Letter from Ursula Vaughan Williams to Vera Mackenzie and Molly Hodge
Letter No. VWL3197
Letter from Ursula Vaughan Williams to Vera Mackenzie and Molly Hodge
Letter No.: VWL3197
10, Hanover Terrace,
Regents Park,
London, N.W.1.
Sept. 4, 1958
Dear Vera, & Molly, & all,
I wanted to write to you at once, but there has been a-so much to do, so much to think of, & so many letters to read that I’ve not been able to before.
Ralph died very early in the morning, and as simply and quietly as he had lived. Our great friend Gil Jenkins and the doctor, who is also a friend, were there, as he’d been restless and unable to sleep, & had difficulty breathing – but the doctor gave him an injection which relaxed all the tension, and he slipped away, with his head on my shoulder, and his hand in mine. I opened our window to the dawn, and after a time I played his pastoral symphony – and the music flowed quietly and serenely out into the still morning. He stayed there, untouched by anyone but me, lying quietly in his room, so that I could be in and out of it – which was wonderful – & right. And the house was full of roses brought by his friends, and there was a feeling of a birthday – a gentleness and lovingness that filled the whole place. The cremation was a putting away of beautiful clothes that cannot be used again, and there was a blazing and magnificent thunderstorm raging over the whole country – all as it should be.

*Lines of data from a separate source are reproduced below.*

//! Vertica descriptor.
//!
//! Vertica is close to the baseline for expressions (native ILIKE,
//! bitwise operators, IS TRUE) and supports IF [NOT] EXISTS on table
//! DDL. Schema introspection reads the system catalog: `columns` joined
//! to `table_constraints` on the table id, with primary-key membership
//! detected by the well-known `C_PRIMARY` constraint name.

use crate::dialect::{Capabilities, Dialect};
use crate::error::DialectResult;
use crate::ir::{AlterOp, AlterTable, Expr, Ident, Join, JoinKind, Select, TableRef};

/// Primary-key constraints carry this name in the Vertica catalog.
pub const PRIMARY_KEY_CONSTRAINT: &str = "C_PRIMARY";

impl Dialect {
    /// The Vertica descriptor.
    pub fn vertica() -> Dialect {
        Dialect {
            name: "vertica",
            caps: Capabilities {
                ilike: true,
                create_table_if_not_exists: true,
                drop_table_if_exists: true,
                transaction_isolation_levels: true,
                ..Capabilities::default()
            },
            alter_table_hook: Some(alter_table),
            primary_key_constraint: Some(PRIMARY_KEY_CONSTRAINT),
            schema_query_hook: Some(schema_query),
            ..Dialect::ansi()
        }
    }
}

/// Vertica spells column renames `RENAME COLUMN old TO new`; everything
/// else uses the default renderings.
fn alter_table(dialect: &Dialect, stmt: &AlterTable) -> Option<DialectResult<String>> {
    match &stmt.op {
        AlterOp::RenameColumn { name, new_name } => Some(Ok(format!(
            "ALTER TABLE {} RENAME COLUMN {} TO {}",
            dialect.quote_qualified(&stmt.table),
            dialect.quote_identifier(name),
            dialect.quote_identifier(new_name)
        ))),
        _ => None,
    }
}

/// Build the catalog query recovering column metadata for one table.
fn schema_query(table: &str) -> Select {
    Select {
        columns: vec![
            Expr::col("column_name"),
            Expr::col("constraint_name"),
            Expr::col("is_nullable"),
            Expr::col("column_default"),
            Expr::col("data_type"),
        ],
        from: Some(TableRef::new("columns")),
        joins: vec![Join {
            kind: JoinKind::Left,
            table: TableRef::new("table_constraints"),
            on: Some(
                Expr::col(Ident::qualified("columns", "table_id"))
                    .eq(Expr::col(Ident::qualified("table_constraints", "table_id"))),
            ),
        }],
        filter: Some(Expr::col("table_name").eq(Expr::lit(table))),
        ..Default::default()
    }
}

I took his ashes to the Abbey, and they let me carry them myself through the cloisters, passed [sic] the graves of the Norman priors, through the Poet’s corner, to the tiny early chapel of St. Faith, where they stay till the service on the 19th. For that the music is some he loved best, and some of his own – and after it all the Abbey bells will ring across London and across history.
I wonder if there is any chance of your hearing the service broadcast – its 11.30 A.M. Greenwich time. I should love to feel you were all there.
We have had a particularly lovely summer, doing things we loved to do, and spending, not long ago, a week in the country driving over Dorset and Berkshire, all very golden now – a most happy and serene last time. I don’t think there have been many people who were so happy in their time together, or so lucky. That serenity is still with me – a magical and unexpected content.1
Molly’s letter was the first real news of Vancouver. It came the morning Ralph died, but I was so glad of it. That morning too, Adrian recorded No. 9.2
Will you thank Joy for her letter? I have had so very many and all must be answered in time. They are so personal and glowing I can’t at all send even the nicest printed form – so I’m buried under envelopes at the moment – though lots of our closest friends come in, & then I can stop writing for a little and talk!! Please will you also thank Kenneth & all for their telegram – for the time being?
This brings all my love
Ursula
1. UVW wrote in a similar vein to VW’s cousing Margaret Keynes a few days later; see VWL3196.
2. VW’s ninth symphony.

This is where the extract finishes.